Frédéric Prevost

**Name of the Vulnerable Software and Affected Versions** Fortinet FortiManager versions 7.4.0 through 7.4.1 and before 7.2.5 Fortinet FortiAnalyzer versions 7.4.0 through 7.4.1 and before 7.2.5 Fortinet FortiAnalyzer-BigData before 7.2.5 **Description** The issue is related to the exposure of sensitive information to unauthorized actors. It allows an adom administrator to enumerate other adoms and device names via crafted HTTP or HTTPS requests. This can be exploited by a remote attacker to disclose protected information. **Recommendations** For Fortinet FortiManager versions 7.4.0 through 7.4.1 and before 7.2.5, update to a version that includes the fix for this issue. For Fortinet FortiAnalyzer versions 7.4.0 through 7.4.1 and before 7.2.5, update to a version that includes the fix for this issue. For Fortinet FortiAnalyzer-BigData before 7.2.5, update to a version that includes the fix for this issue. As a temporary workaround, consider restricting access to crafted HTTP or HTTPS requests to minimize the risk of exploitation.

**Name of the Vulnerable Software and Affected Versions** Fortinet FortiManager versions 7.4.0 and before 7.2.3 Fortinet FortiAnalyzer versions 7.4.0 and before 7.2.3 **Description** The issue is related to the implementation of client-side security features. It may allow a remote attacker with low privileges to access a privileged web console via client-side code execution. This is due to a client-side enforcement of server-side security vulnerability. **Recommendations** For Fortinet FortiManager versions 7.4.0 and before 7.2.3, update to a version after 7.2.3 to resolve the issue. For Fortinet FortiAnalyzer versions 7.4.0 and before 7.2.3, update to a version after 7.2.3 to resolve the issue. As a temporary workaround, consider restricting access to the web console to minimize the risk of exploitation.

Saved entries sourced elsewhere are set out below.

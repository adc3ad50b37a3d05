//! LRU cache of credential managers
//!
//! Managers are shared across requests and keyed by
//! `(refresh_token, region)` so the same token used in two regions gets
//! two sessions. Eviction is LRU-first once the configured cap is hit.
//! Credential status changes remove nothing here; the allocator's
//! filtering does that work.

use std::num::NonZeroUsize;
use std::sync::Arc;

use lru::LruCache;
use tokio::sync::Mutex;

use super::{AuthType, CredentialManager};
use crate::util::mask_token;

/// Parameters identifying one upstream session.
#[derive(Debug, Clone)]
pub struct ManagerKeyParams {
    pub refresh_token: String,
    pub region: String,
    pub auth_type: AuthType,
    pub client_id: Option<String>,
    pub client_secret: Option<String>,
    pub profile_arn: Option<String>,
}

pub struct ManagerCache {
    cache: Mutex<LruCache<(String, String), Arc<CredentialManager>>>,
}

impl ManagerCache {
    pub fn new(max_size: usize) -> Self {
        let capacity = NonZeroUsize::new(max_size.max(1)).unwrap();
        tracing::info!("AuthManager cache initialized with max_size={}", max_size);
        Self {
            cache: Mutex::new(LruCache::new(capacity)),
        }
    }

    /// Get the cached manager for a credential, creating one on miss.
    pub async fn get_or_create(&self, params: ManagerKeyParams) -> Arc<CredentialManager> {
        let key = (params.refresh_token.clone(), params.region.clone());
        let mut cache = self.cache.lock().await;

        if let Some(manager) = cache.get(&key) {
            tracing::debug!(
                "AuthManager cache hit for {} ({})",
                mask_token(&params.refresh_token),
                params.region
            );
            return manager.clone();
        }

        tracing::info!(
            "Creating AuthManager for {} ({})",
            mask_token(&params.refresh_token),
            params.region
        );
        let manager = Arc::new(CredentialManager::new(
            params.refresh_token,
            params.region,
            params.auth_type,
            params.client_id,
            params.client_secret,
            params.profile_arn,
        ));

        if let Some((evicted_key, _)) = cache.push(key, manager.clone()) {
            tracing::info!(
                "AuthManager cache full, evicted {} ({})",
                mask_token(&evicted_key.0),
                evicted_key.1
            );
        }

        manager
    }

    /// Drop the manager for one credential (e.g. after rotation).
    pub async fn remove(&self, refresh_token: &str, region: &str) -> bool {
        let mut cache = self.cache.lock().await;
        cache
            .pop(&(refresh_token.to_string(), region.to_string()))
            .is_some()
    }

    #[cfg(test)]
    pub async fn len(&self) -> usize {
        self.cache.lock().await.len()
    }
}

#[cfg(test)]
mod tests {
    use super::*;

    fn params(token: &str, region: &str) -> ManagerKeyParams {
        ManagerKeyParams {
            refresh_token: token.to_string(),
            region: region.to_string(),
            auth_type: AuthType::Social,
            client_id: None,
            client_secret: None,
            profile_arn: None,
        }
    }

    #[tokio::test]
    async fn test_same_key_returns_same_manager() {
        let cache = ManagerCache::new(10);
        let a = cache.get_or_create(params("tok-1", "us-east-1")).await;
        let b = cache.get_or_create(params("tok-1", "us-east-1")).await;
        assert!(Arc::ptr_eq(&a, &b));
        assert_eq!(cache.len().await, 1);
    }

    #[tokio::test]
    async fn test_region_distinguishes_entries() {
        let cache = ManagerCache::new(10);
        let a = cache.get_or_create(params("tok-1", "us-east-1")).await;
        let b = cache.get_or_create(params("tok-1", "eu-west-1")).await;
        assert!(!Arc::ptr_eq(&a, &b));
        assert_eq!(cache.len().await, 2);
    }

    #[tokio::test]
    async fn test_lru_eviction() {
        let cache = ManagerCache::new(2);
        let first = cache.get_or_create(params("tok-1", "r")).await;
        cache.get_or_create(params("tok-2", "r")).await;

        // Touch tok-1 so tok-2 is the eviction candidate
        let touched = cache.get_or_create(params("tok-1", "r")).await;
        assert!(Arc::ptr_eq(&first, &touched));

        cache.get_or_create(params("tok-3", "r")).await;
        assert_eq!(cache.len().await, 2);

        // tok-1 survived; tok-2 was evicted and is recreated fresh
        let again = cache.get_or_create(params("tok-1", "r")).await;
        assert!(Arc::ptr_eq(&first, &again));
        let recreated = cache.get_or_create(params("tok-2", "r")).await;
        assert!(!Arc::ptr_eq(&first, &recreated));
    }

    #[tokio::test]
    async fn test_remove() {
        let cache = ManagerCache::new(4);
        cache.get_or_create(params("tok-1", "r")).await;
        assert!(cache.remove("tok-1", "r").await);
        assert!(!cache.remove("tok-1", "r").await);
        assert_eq!(cache.len().await, 0);
    }
}
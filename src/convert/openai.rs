//! OpenAI Chat Completions request parsing and normalization
//!
//! The OpenAI shape is already close to the normalized model: system
//! messages stay in the message list, assistant `tool_calls` become
//! tool-use parts, and `tool`-role messages become user messages
//! carrying a tool result keyed by `tool_call_id`.

use serde::Deserialize;
use serde_json::Value;

use super::schema::normalize_tool_schema;
use super::{
    ContentPart, ConversationRequest, Message, MessageContent, Role, ThinkingConfig, ThinkingMode,
    ToolChoice, ToolDefinition,
};

// ============================================================================
// OpenAI Request Types
// ============================================================================

#[derive(Debug, Deserialize)]
pub struct OpenAiChatRequest {
    pub model: String,
    pub messages: Vec<OpenAiMessage>,
    #[serde(default)]
    pub max_tokens: Option<u32>,
    #[serde(default)]
    pub temperature: Option<f32>,
    #[serde(default)]
    pub top_p: Option<f32>,
    #[serde(default)]
    pub stop: Option<StopSequence>,
    #[serde(default)]
    pub stream: Option<bool>,
    #[serde(default)]
    pub tools: Option<Vec<OpenAiTool>>,
    #[serde(default)]
    pub tool_choice: Option<OpenAiToolChoice>,
    /// Extension accepted from OpenAI-shaped clients
    #[serde(default)]
    pub thinking: Option<OpenAiThinking>,
}

#[derive(Debug, Deserialize)]
pub struct OpenAiMessage {
    pub role: String,
    #[serde(default)]
    pub content: Option<OpenAiContent>,
    #[serde(default)]
    pub tool_calls: Option<Vec<OpenAiToolCall>>,
    #[serde(default)]
    pub tool_call_id: Option<String>,
}

#[derive(Debug, Deserialize)]
#[serde(untagged)]
pub enum OpenAiContent {
    Text(String),
    Parts(Vec<OpenAiContentPart>),
}

#[derive(Debug, Deserialize)]
#[serde(tag = "type")]
pub enum OpenAiContentPart {
    #[serde(rename = "text")]
    Text { text: String },
    #[serde(rename = "image_url")]
    ImageUrl { image_url: ImageUrl },
}

#[derive(Debug, Deserialize)]
pub struct ImageUrl {
    pub url: String,
}

#[derive(Debug, Deserialize)]
pub struct OpenAiToolCall {
    pub id: String,
    pub function: OpenAiFunctionCall,
}

#[derive(Debug, Deserialize)]
pub struct OpenAiFunctionCall {
    pub name: String,
    pub arguments: String,
}

#[derive(Debug, Deserialize)]
#[serde(untagged)]
pub enum StopSequence {
    Single(String),
    Multiple(Vec<String>),
}

#[derive(Debug, Deserialize)]
pub struct OpenAiTool {
    #[serde(rename = "type")]
    pub tool_type: String,
    pub function: OpenAiFunction,
}

#[derive(Debug, Deserialize)]
pub struct OpenAiFunction {
    pub name: String,
    #[serde(default)]
    pub description: Option<String>,
    #[serde(default)]
    pub parameters: Option<Value>,
}

#[derive(Debug, Deserialize)]
#[serde(untagged)]
pub enum OpenAiToolChoice {
    Mode(String),
    Specific {
        function: ToolChoiceFunction,
    },
}

#[derive(Debug, Deserialize)]
pub struct ToolChoiceFunction {
    pub name: String,
}

#[derive(Debug, Deserialize)]
pub struct OpenAiThinking {
    #[serde(rename = "type")]
    pub thinking_type: String,
    #[serde(default)]
    pub budget_tokens: Option<u32>,
    #[serde(default)]
    pub effort: Option<String>,
}

// ============================================================================
// Conversion
// ============================================================================

/// Convert an OpenAI Chat Completions request to the normalized shape.
pub fn normalize_openai_request(request: OpenAiChatRequest) -> ConversationRequest {
    let mut messages = Vec::new();

    for msg in request.messages {
        messages.push(convert_message(msg));
    }

    let tools = request
        .tools
        .unwrap_or_default()
        .into_iter()
        .filter(|t| t.tool_type == "function")
        .map(|t| ToolDefinition {
            name: t.function.name,
            description: t.function.description.unwrap_or_default(),
            input_schema: normalize_tool_schema(
                &t.function.parameters.unwrap_or(Value::Null),
            ),
        })
        .collect();

    let tool_choice = request.tool_choice.map(|choice| match choice {
        OpenAiToolChoice::Mode(mode) => match mode.as_str() {
            "required" => ToolChoice::Required,
            "none" => ToolChoice::None,
            _ => ToolChoice::Auto,
        },
        OpenAiToolChoice::Specific { function } => ToolChoice::Specific(function.name),
    });

    let thinking = request
        .thinking
        .map(|t| ThinkingConfig {
            mode: match t.thinking_type.as_str() {
                "enabled" => ThinkingMode::Enabled,
                "adaptive" => ThinkingMode::Adaptive,
                _ => ThinkingMode::Disabled,
            },
            budget_tokens: t.budget_tokens,
            effort: t.effort,
        })
        .unwrap_or_default();

    ConversationRequest {
        model: request.model,
        messages,
        tools,
        tool_choice,
        max_tokens: request.max_tokens,
        temperature: request.temperature,
        top_p: request.top_p,
        stop_sequences: match request.stop {
            Some(StopSequence::Single(s)) => vec![s],
            Some(StopSequence::Multiple(v)) => v,
            None => Vec::new(),
        },
        stream: request.stream.unwrap_or(false),
        thinking,
    }
}

fn convert_message(msg: OpenAiMessage) -> Message {
    // tool-role messages become user messages carrying the result
    if msg.role == "tool" {
        let content = content_text(msg.content);
        return Message {
            role: Role::User,
            content: MessageContent::Parts(vec![ContentPart::ToolResult {
                tool_use_id: msg.tool_call_id.unwrap_or_default(),
                content,
            }]),
        };
    }

    let role = match msg.role.as_str() {
        "system" => Role::System,
        "assistant" => Role::Assistant,
        _ => Role::User,
    };

    if let Some(tool_calls) = msg.tool_calls {
        let mut parts = Vec::new();
        let text = content_text(msg.content);
        if !text.is_empty() {
            parts.push(ContentPart::Text { text });
        }
        for call in tool_calls {
            let input: Value =
                serde_json::from_str(&call.function.arguments).unwrap_or_else(|_| {
                    serde_json::json!({})
                });
            parts.push(ContentPart::ToolUse {
                id: call.id,
                name: call.function.name,
                input,
            });
        }
        return Message {
            role,
            content: MessageContent::Parts(parts),
        };
    }

    match msg.content {
        Some(OpenAiContent::Text(text)) => Message {
            role,
            content: MessageContent::Text(text),
        },
        Some(OpenAiContent::Parts(parts)) => {
            let converted = parts
                .into_iter()
                .filter_map(|part| match part {
                    OpenAiContentPart::Text { text } => Some(ContentPart::Text { text }),
                    OpenAiContentPart::ImageUrl { image_url } => {
                        convert_data_url(&image_url.url)
                    }
                })
                .collect();
            Message {
                role,
                content: MessageContent::Parts(converted),
            }
        }
        None => Message {
            role,
            content: MessageContent::Text(String::new()),
        },
    }
}

fn content_text(content: Option<OpenAiContent>) -> String {
    match content {
        Some(OpenAiContent::Text(text)) => text,
        Some(OpenAiContent::Parts(parts)) => parts
            .iter()
            .filter_map(|p| match p {
                OpenAiContentPart::Text { text } => Some(text.as_str()),
                _ => None,
            })
            .collect::<Vec<_>>()
            .join("\n"),
        None => String::new(),
    }
}

/// Convert a `data:image/png;base64,...` URL to an image part.
///
/// External URLs cannot be fetched here and are dropped with a warning.
fn convert_data_url(url: &str) -> Option<ContentPart> {
    if let Some(rest) = url.strip_prefix("data:") {
        let mut split = rest.splitn(2, ',');
        let header = split.next()?;
        let data = split.next()?;
        let format = header
            .split(';')
            .next()
            .and_then(|mt| mt.strip_prefix("image/"))
            .unwrap_or("png");
        return Some(ContentPart::Image {
            format: format.to_string(),
            data: data.to_string(),
        });
    }
    tracing::warn!("Dropping external image URL (base64 required): {}", url);
    None
}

**Name of the Vulnerable Software and Affected Versions** FortiManager versions 7.4.0 and before 7.2.3 FortiAnalyzer versions 7.4.0 and before 7.2.3 **Description** The issue is related to an authorization bypass through user-controlled key, allowing a remote attacker with low privileges to read sensitive information via crafted HTTP requests. This is due to an error in processing keys controlled by the user. The exploitation of this issue can enable a remote attacker to access confidential data. **Recommendations** For FortiManager versions 7.4.0 and before 7.2.3, update to a version that includes the fix for this issue. For FortiAnalyzer versions 7.4.0 and before 7.2.3, update to a version that includes the fix for this issue. As a temporary workaround, consider restricting access to sensitive information until a patch is available.

**Name of the Vulnerable Software and Affected Versions** FortiAnalyzer versions 7.2.0 through 7.2.3 and before 7.0.8 FortiAnalyzer version 7.4.0 FortiManager versions 7.2.0 through 7.2.3 and before 7.0.8 FortiManager version 7.4.0 **Description** A server-side request forgery issue allows a remote attacker with low privileges to view sensitive data from internal servers or perform a local port scan via a crafted HTTP request. The vulnerability is related to insufficient validation of incoming requests. **Recommendations** For FortiAnalyzer versions 7.2.0 through 7.2.3 and before 7.0.8, update to a version that includes the fix for this issue. For FortiAnalyzer version 7.4.0, update to a version that includes the fix for this issue. For FortiManager versions 7.2.0 through 7.2.3 and before 7.0.8, update to a version that includes the fix for this issue. For FortiManager version 7.4.0, update to a version that includes the fix for this issue. As a temporary workaround, consider restricting access to the vulnerable HTTP request functionality until a patch is available.